| Exercise goal |
Copy each line from the entries that the word "TunnelState" appears in.

Saved entries
========

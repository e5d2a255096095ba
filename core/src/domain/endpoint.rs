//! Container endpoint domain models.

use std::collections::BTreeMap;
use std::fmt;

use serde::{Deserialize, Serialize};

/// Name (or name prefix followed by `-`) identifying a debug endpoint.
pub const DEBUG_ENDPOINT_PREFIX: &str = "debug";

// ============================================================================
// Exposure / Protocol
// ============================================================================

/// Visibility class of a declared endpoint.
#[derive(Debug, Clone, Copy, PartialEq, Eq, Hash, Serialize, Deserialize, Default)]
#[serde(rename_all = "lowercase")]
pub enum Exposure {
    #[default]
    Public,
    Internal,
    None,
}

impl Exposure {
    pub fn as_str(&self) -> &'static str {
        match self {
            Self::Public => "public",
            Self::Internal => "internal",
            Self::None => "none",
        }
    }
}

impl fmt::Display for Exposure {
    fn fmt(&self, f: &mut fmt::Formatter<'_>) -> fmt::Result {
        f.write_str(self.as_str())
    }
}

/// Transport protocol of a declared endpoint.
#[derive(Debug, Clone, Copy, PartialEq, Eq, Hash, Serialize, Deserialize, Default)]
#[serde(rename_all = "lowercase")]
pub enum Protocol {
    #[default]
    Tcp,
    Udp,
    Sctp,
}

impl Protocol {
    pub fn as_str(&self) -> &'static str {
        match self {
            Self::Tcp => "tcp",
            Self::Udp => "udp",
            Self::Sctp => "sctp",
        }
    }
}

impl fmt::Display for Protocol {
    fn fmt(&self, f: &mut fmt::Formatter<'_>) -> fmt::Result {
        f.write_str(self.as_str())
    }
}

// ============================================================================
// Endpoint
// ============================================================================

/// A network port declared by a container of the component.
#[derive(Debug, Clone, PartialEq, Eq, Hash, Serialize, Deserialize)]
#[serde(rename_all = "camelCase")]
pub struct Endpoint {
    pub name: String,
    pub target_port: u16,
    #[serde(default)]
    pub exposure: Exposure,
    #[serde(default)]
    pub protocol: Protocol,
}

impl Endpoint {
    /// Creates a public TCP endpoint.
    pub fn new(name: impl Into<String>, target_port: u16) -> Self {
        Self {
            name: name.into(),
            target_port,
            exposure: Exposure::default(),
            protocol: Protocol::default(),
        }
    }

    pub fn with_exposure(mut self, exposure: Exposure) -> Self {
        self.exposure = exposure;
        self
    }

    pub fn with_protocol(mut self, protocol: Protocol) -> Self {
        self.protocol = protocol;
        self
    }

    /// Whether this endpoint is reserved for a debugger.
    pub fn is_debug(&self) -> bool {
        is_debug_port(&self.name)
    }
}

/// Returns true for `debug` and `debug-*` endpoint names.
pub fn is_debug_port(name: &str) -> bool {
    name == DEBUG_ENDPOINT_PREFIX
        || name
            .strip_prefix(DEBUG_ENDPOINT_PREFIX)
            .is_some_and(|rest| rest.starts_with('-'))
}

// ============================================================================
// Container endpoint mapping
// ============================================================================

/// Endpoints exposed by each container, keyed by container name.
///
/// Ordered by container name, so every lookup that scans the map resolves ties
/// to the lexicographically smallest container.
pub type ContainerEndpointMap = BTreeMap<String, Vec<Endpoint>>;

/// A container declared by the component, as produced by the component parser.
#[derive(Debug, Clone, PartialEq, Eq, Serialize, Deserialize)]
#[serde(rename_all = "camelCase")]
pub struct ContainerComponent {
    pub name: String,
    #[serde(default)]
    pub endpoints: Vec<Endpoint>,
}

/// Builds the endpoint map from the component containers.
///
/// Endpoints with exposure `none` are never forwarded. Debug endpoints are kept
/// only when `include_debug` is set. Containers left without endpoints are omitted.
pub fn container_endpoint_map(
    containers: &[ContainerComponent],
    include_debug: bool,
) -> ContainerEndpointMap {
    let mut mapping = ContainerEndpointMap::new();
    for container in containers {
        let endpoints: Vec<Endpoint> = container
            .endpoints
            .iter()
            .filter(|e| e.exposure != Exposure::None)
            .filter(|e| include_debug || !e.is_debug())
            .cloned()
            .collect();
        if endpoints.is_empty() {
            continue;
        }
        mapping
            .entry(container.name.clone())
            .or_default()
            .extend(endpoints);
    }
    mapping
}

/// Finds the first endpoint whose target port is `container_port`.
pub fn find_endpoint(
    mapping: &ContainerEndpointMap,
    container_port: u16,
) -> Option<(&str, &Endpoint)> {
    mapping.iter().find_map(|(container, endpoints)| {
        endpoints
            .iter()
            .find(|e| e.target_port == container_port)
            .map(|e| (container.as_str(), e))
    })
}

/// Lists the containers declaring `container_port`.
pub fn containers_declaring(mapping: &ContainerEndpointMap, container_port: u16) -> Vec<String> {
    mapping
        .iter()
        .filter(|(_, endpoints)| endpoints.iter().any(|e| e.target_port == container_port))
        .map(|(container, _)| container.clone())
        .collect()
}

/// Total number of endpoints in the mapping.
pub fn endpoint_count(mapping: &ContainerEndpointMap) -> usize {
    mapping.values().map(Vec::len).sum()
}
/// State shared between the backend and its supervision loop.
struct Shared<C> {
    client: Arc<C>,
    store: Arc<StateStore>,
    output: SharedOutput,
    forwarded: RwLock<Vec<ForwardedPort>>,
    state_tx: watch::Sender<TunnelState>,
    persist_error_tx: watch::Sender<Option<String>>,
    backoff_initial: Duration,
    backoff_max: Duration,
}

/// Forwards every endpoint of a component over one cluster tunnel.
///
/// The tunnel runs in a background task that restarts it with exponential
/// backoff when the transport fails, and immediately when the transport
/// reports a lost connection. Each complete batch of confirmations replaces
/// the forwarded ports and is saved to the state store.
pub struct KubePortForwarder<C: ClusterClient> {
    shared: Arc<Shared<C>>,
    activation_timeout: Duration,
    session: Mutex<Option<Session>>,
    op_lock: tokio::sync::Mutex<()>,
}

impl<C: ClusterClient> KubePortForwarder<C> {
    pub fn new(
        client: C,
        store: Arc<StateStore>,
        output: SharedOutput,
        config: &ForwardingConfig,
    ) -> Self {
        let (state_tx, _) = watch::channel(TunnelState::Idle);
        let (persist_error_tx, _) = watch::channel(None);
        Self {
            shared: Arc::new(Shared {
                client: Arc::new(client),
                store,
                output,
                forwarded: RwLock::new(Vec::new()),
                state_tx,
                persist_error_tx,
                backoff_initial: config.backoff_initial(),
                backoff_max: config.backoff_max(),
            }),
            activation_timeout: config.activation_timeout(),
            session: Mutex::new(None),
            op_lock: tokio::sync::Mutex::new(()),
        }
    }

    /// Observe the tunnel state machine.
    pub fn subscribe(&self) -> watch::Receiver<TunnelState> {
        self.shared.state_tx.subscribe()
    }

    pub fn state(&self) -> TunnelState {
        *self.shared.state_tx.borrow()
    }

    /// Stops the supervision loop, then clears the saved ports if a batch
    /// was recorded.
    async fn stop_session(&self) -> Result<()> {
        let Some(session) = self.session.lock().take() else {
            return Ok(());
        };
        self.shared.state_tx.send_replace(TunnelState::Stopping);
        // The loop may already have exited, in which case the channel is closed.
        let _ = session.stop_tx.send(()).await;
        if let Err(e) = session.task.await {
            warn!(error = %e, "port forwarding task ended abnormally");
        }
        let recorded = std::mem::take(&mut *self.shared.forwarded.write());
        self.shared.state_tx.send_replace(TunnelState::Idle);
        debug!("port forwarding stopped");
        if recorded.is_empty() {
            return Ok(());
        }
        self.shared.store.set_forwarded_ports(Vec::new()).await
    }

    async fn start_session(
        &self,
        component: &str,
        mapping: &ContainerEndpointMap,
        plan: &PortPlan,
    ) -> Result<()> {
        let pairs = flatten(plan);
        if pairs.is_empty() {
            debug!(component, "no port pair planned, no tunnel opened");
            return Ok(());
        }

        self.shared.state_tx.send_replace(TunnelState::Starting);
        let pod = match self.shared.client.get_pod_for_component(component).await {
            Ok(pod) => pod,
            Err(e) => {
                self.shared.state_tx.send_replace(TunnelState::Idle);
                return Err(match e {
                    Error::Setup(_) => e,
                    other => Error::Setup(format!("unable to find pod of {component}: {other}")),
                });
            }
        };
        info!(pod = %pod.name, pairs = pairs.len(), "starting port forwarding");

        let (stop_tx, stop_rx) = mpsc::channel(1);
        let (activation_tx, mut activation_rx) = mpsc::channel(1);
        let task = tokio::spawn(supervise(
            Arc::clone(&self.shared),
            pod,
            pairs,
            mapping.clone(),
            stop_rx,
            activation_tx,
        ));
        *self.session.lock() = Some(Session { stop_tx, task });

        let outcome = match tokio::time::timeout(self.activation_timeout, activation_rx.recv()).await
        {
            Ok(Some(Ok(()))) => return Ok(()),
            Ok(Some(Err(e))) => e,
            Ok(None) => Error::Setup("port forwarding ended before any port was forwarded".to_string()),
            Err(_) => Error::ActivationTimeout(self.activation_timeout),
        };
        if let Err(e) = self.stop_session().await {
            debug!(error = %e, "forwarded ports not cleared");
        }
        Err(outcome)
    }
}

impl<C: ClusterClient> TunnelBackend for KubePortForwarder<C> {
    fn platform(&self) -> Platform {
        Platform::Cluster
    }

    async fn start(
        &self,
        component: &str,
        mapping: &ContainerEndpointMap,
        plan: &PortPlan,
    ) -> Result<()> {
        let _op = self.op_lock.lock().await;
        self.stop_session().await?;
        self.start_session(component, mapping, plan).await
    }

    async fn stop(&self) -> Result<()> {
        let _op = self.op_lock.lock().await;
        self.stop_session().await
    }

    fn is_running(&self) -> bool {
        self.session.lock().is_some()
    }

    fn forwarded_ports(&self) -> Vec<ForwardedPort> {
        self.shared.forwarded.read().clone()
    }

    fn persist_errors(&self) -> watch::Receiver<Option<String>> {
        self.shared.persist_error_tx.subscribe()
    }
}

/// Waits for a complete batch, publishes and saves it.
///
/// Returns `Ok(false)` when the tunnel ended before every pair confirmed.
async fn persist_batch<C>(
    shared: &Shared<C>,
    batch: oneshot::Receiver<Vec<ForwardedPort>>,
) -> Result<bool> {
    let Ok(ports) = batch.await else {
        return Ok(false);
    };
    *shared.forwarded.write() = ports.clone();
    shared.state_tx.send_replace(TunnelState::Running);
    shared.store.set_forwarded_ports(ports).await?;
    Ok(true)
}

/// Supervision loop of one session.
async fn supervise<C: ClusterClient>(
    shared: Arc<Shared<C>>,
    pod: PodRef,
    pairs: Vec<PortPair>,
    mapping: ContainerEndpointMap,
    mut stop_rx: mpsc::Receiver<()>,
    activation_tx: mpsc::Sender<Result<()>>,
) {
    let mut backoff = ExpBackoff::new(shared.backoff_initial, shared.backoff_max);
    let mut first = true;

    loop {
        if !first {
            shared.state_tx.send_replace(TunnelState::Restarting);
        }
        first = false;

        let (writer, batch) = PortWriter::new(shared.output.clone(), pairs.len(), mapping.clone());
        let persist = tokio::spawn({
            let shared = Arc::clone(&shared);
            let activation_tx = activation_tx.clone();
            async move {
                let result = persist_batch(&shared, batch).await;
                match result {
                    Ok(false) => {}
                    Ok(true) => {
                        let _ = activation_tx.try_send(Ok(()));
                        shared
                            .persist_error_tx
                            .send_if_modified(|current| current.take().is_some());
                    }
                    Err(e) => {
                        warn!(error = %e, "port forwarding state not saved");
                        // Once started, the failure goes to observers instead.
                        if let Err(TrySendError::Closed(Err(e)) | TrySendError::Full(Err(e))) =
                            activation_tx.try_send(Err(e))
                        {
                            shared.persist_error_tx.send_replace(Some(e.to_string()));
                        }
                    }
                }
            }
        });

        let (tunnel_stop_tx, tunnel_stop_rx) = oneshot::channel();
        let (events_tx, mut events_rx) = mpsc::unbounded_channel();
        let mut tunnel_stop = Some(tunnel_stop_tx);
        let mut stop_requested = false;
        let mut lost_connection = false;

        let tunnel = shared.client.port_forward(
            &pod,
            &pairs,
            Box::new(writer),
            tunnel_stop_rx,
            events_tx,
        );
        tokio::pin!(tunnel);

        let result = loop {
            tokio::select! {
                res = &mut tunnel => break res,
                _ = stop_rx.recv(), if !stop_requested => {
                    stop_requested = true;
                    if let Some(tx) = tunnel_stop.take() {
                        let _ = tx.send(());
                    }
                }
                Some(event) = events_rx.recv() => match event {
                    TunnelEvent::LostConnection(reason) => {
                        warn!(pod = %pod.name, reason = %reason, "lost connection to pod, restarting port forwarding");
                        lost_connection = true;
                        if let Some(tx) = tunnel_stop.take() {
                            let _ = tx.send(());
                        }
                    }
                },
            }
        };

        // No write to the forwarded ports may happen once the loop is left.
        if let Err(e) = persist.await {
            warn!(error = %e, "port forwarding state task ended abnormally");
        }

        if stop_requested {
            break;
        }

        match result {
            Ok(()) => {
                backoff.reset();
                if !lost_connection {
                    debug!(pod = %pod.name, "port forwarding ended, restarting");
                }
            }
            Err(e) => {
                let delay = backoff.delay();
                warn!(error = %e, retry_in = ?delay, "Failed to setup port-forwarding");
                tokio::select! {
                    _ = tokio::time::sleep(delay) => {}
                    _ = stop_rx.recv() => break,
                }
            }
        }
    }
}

========

| Response to the task |
    state_tx: watch::Sender<TunnelState>,
        let (state_tx, _) = watch::channel(TunnelState::Idle);
    pub fn subscribe(&self) -> watch::Receiver<TunnelState> {
    pub fn state(&self) -> TunnelState {
        self.shared.state_tx.send_replace(TunnelState::Stopping);
        self.shared.state_tx.send_replace(TunnelState::Idle);
        self.shared.state_tx.send_replace(TunnelState::Starting);
                self.shared.state_tx.send_replace(TunnelState::Idle);
    shared.state_tx.send_replace(TunnelState::Running);
            shared.state_tx.send_replace(TunnelState::Restarting);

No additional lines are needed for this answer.